GoPEG: German Observational Multicenter Study of Patients With Fabry Disease Under Enzyme Replacement Therapy With Pegunigalsidase-alfa
Study Details
Study Description
Brief Summary
Pegunigalsidase-alfa may represent an advance in ERT for FD, based on its unique pharmacokinetics and apparent low immunogenicity. The objective of the study is to document long term data on treatment with pegunigalsidase-alfa under "real world" conditions. 60 patients with FD (therapy-naïve or pretreated with agalsidase-alfa or agalsidase-beta) will be recruited in 8 German Fabry centers. The treatment duration/patient will be 2 years. All patients will be followed-up by the above listed Fabry expert centers.

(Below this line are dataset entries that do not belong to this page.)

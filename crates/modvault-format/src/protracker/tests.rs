//! ProTracker decoder and writer tests.

use pretty_assertions::assert_eq;

use super::*;
use crate::module::SampleInfo;
use crate::note::Note;
use crate::pattern::{Row, PROTRACKER_ROWS};

fn note(period: u16, instrument: u8, effect: u8, parameter: u8) -> Note {
    Note {
        period,
        instrument,
        effect,
        parameter,
    }
}

/// Pattern whose first row carries a recognisable note on every channel.
fn marked_pattern(channels: usize, marker: u8) -> Pattern {
    let mut pattern = Pattern::new(PROTRACKER_ROWS, channels);
    let row = Row {
        notes: (0..channels)
            .map(|c| note(428, marker, c as u8 & 0x0F, marker))
            .collect(),
    };
    pattern.set_row(0, &row).unwrap();
    pattern.set_row(63, &row).unwrap();
    pattern
}

fn build_module(channels: usize, num_patterns: usize) -> Vec<u8> {
    let mut writer = ModWriter::new("test song", channels).unwrap();
    writer.restart_position = 0;
    for p in 0..num_patterns {
        writer.add_pattern(marked_pattern(channels, p as u8 + 1)).unwrap();
    }
    let order: Vec<u8> = (0..num_patterns as u8).collect();
    writer.set_order_table(&order);
    writer
        .set_sample(
            0,
            ModSampleRecord {
                name: "kick".to_string(),
                finetune: 0,
                volume: 64,
                repeat_offset: 0,
                repeat_length: 1,
                data: vec![1, 2, 3, 4, 5, 6],
            },
        )
        .unwrap();
    writer
        .set_sample(
            4,
            ModSampleRecord {
                name: "pad".to_string(),
                finetune: 0x0F,
                volume: 40,
                repeat_offset: 2,
                repeat_length: 4,
                data: vec![0x80; 16],
            },
        )
        .unwrap();
    writer.to_bytes().unwrap()
}

#[test]
fn test_decode_writer_output() {
    let bytes = build_module(4, 2);
    let module = ProTrackerModule::decode(&bytes).unwrap();

    assert_eq!(module.title(), "test song");
    assert_eq!(module.song_length(), 2);
    assert_eq!(module.restart_position(), 0);
    assert_eq!(module.order(), &[0, 1]);
    assert_eq!(module.magic(), Some(b"M.K."));
    assert_eq!(module.num_channels(), 4);
    assert_eq!(module.pattern_count(), 2);
    assert_eq!(module.patterns().len(), 2);

    for (index, pattern) in module.patterns().iter().enumerate() {
        assert_eq!(pattern.data().len(), 64 * 4 * 4);
        let expected = note(428, index as u8 + 1, 2, index as u8 + 1);
        assert_eq!(pattern.note(0, 2).unwrap(), expected);
        assert_eq!(pattern.note(63, 2).unwrap(), expected);
        assert!(pattern.note(1, 2).unwrap().is_empty());
    }

    assert_eq!(module.samples().len(), NUM_SAMPLES);
    let kick = module.sample(0).unwrap();
    assert_eq!(kick.name(), "kick");
    assert_eq!(kick.length, 6);
    assert_eq!(kick.data(), &[1, 2, 3, 4, 5, 6]);
    assert_eq!(
        kick.info,
        SampleInfo::ProTracker(PtSampleInfo {
            finetune: 0,
            volume: 64,
            repeat_offset: 0,
            repeat_length: 1,
        })
    );

    let pad = module.sample(4).unwrap();
    assert_eq!(pad.length, 16);
    match &pad.info {
        SampleInfo::ProTracker(info) => {
            assert_eq!(info.finetune, 0x0F);
            assert_eq!(info.volume, 40);
            assert_eq!(info.repeat_offset, 2);
            assert_eq!(info.repeat_length, 4);
        }
        other => panic!("expected ProTracker info, got {:?}", other),
    }

    assert!(module.sample(1).unwrap().is_empty());
}

#[test]
fn test_sample_length_is_words_times_two() {
    let bytes = build_module(4, 1);
    // Sample 0 record: length field at 20 + 22.
    assert_eq!(&bytes[42..44], &[0x00, 0x03]);
    let module = ProTrackerModule::decode(&bytes).unwrap();
    assert_eq!(module.sample(0).unwrap().length, 6);
}

#[test]
fn test_magic_selects_channel_count() {
    let cases: [(&[u8; 4], usize); 6] = [
        (b"M.K.", 4),
        (b"FLT4", 4),
        (b"M!K!", 4),
        (b"6CHN", 6),
        (b"8CHN", 8),
        (b"FLT8", 8),
    ];
    for (magic, channels) in cases {
        let mut bytes = build_module(channels, 1);
        bytes[MAGIC_OFFSET..MAGIC_OFFSET + 4].copy_from_slice(magic);
        let module = ProTrackerModule::decode(&bytes).unwrap();
        assert_eq!(module.num_channels(), channels, "magic {:?}", magic);
        assert_eq!(module.magic(), Some(magic));
        assert_eq!(module.pattern(0).unwrap().data().len(), 64 * channels * 4);
    }
}

#[test]
fn test_missing_magic_rewinds_cursor() {
    let with_magic = build_module(4, 1);
    let mut bytes = with_magic.clone();
    bytes.drain(MAGIC_OFFSET..MAGIC_OFFSET + 4);

    let module = ProTrackerModule::decode(&bytes).unwrap();
    let reference = ProTrackerModule::decode(&with_magic).unwrap();

    assert_eq!(module.magic(), None);
    assert_eq!(module.num_channels(), 4);
    assert_eq!(module.patterns(), reference.patterns());
    assert_eq!(module.sample(4).unwrap().data(), reference.sample(4).unwrap().data());
}

#[test]
fn test_unknown_magic_is_read_as_pattern_data() {
    let mut bytes = build_module(4, 1);
    bytes[MAGIC_OFFSET..MAGIC_OFFSET + 4].copy_from_slice(b"ABCD");

    let module = ProTrackerModule::decode(&bytes).unwrap();
    assert_eq!(module.magic(), None);
    assert_eq!(module.num_channels(), 4);
    assert_eq!(
        module.pattern(0).unwrap().note(0, 0).unwrap(),
        Note::decode(*b"ABCD")
    );
}

#[test]
fn test_pattern_count_scans_whole_sequence_table() {
    let mut writer = ModWriter::new("stray", 4).unwrap();
    for p in 0..4 {
        writer.add_pattern(marked_pattern(4, p + 1)).unwrap();
    }
    writer.set_order_table(&[0, 1]);
    let mut bytes = writer.to_bytes().unwrap();
    // Unused slot past the song length still names pattern 3.
    bytes[952 + 100] = 3;

    let module = ProTrackerModule::decode(&bytes).unwrap();
    assert_eq!(module.order(), &[0, 1]);
    assert_eq!(module.pattern_count(), 4);
    assert_eq!(module.patterns().len(), 4);
    assert_eq!(module.pattern(3).unwrap().note(0, 0).unwrap().instrument, 4);
}

#[test]
fn test_truncated_sample_data() {
    let mut bytes = build_module(4, 1);
    bytes.pop();
    assert!(matches!(
        ProTrackerModule::decode(&bytes),
        Err(ModuleError::TruncatedData { .. })
    ));
}

#[test]
fn test_truncated_header() {
    let bytes = vec![0u8; 500];
    assert!(matches!(
        ProTrackerModule::decode(&bytes),
        Err(ModuleError::TruncatedData { .. })
    ));
}

#[test]
fn test_index_accessors_out_of_range() {
    let module = ProTrackerModule::decode(&build_module(4, 1)).unwrap();
    assert!(matches!(
        module.pattern(1),
        Err(ModuleError::IndexOutOfRange { what: "pattern", index: 1, len: 1 })
    ));
    assert!(matches!(
        module.sample(31),
        Err(ModuleError::IndexOutOfRange { what: "sample", .. })
    ));
}

#[test]
fn test_writer_rejects_bad_shapes() {
    assert!(ModWriter::new("x", 5).is_err());
    let mut writer = ModWriter::new("x", 4).unwrap();
    assert!(writer.add_pattern(Pattern::new(PROTRACKER_ROWS, 8)).is_err());
    assert!(writer.add_pattern(Pattern::new(32, 4)).is_err());
    assert!(writer
        .set_sample(31, ModSampleRecord::default())
        .is_err());
    let oversized = ModSampleRecord {
        data: vec![0; writer::MAX_SAMPLE_BYTES + 1],
        ..Default::default()
    };
    assert!(writer.set_sample(0, oversized).is_err());
}

#[test]
fn test_writer_pads_odd_sample_and_title() {
    let mut writer = ModWriter::new("a title that is far too long", 4).unwrap();
    writer.add_pattern(Pattern::new(PROTRACKER_ROWS, 4)).unwrap();
    writer.set_order_table(&[0]);
    writer
        .set_sample(
            0,
            ModSampleRecord {
                name: "odd".to_string(),
                data: vec![9, 9, 9],
                ..Default::default()
            },
        )
        .unwrap();
    let bytes = writer.to_bytes().unwrap();
    assert_eq!(bytes.len(), MAGIC_OFFSET + 4 + 1024 + 4);

    let module = ProTrackerModule::decode(&bytes).unwrap();
    assert_eq!(module.title(), "a title that is far");
    assert_eq!(module.sample(0).unwrap().data(), &[9, 9, 9, 0]);
}

#[test]
fn test_writer_song_length_override() {
    let mut writer = ModWriter::new("long", 4).unwrap();
    writer.add_pattern(Pattern::new(PROTRACKER_ROWS, 4)).unwrap();
    writer.set_order_table(&[0]);
    assert_eq!(writer.song_length(), 1);
    assert_eq!(writer.required_patterns(), 1);
    writer.set_song_length(3);

    let module = ProTrackerModule::decode(&writer.to_bytes().unwrap()).unwrap();
    assert_eq!(module.song_length(), 3);
    assert_eq!(module.order(), &[0, 0, 0]);
}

| Condition or Disease | Intervention/Treatment | Phase |
|---|---|---|
Detailed Description
Pegunigalsidase-alfa, a novel PEGylated, covalently crosslinked form of α-galactosidase A developed as enzyme replacement therapy (ERT) for Fabry disease (FD), was designed to increase plasma half-life and reduce immunogenicity, thereby enhancing efficacy compared with available products.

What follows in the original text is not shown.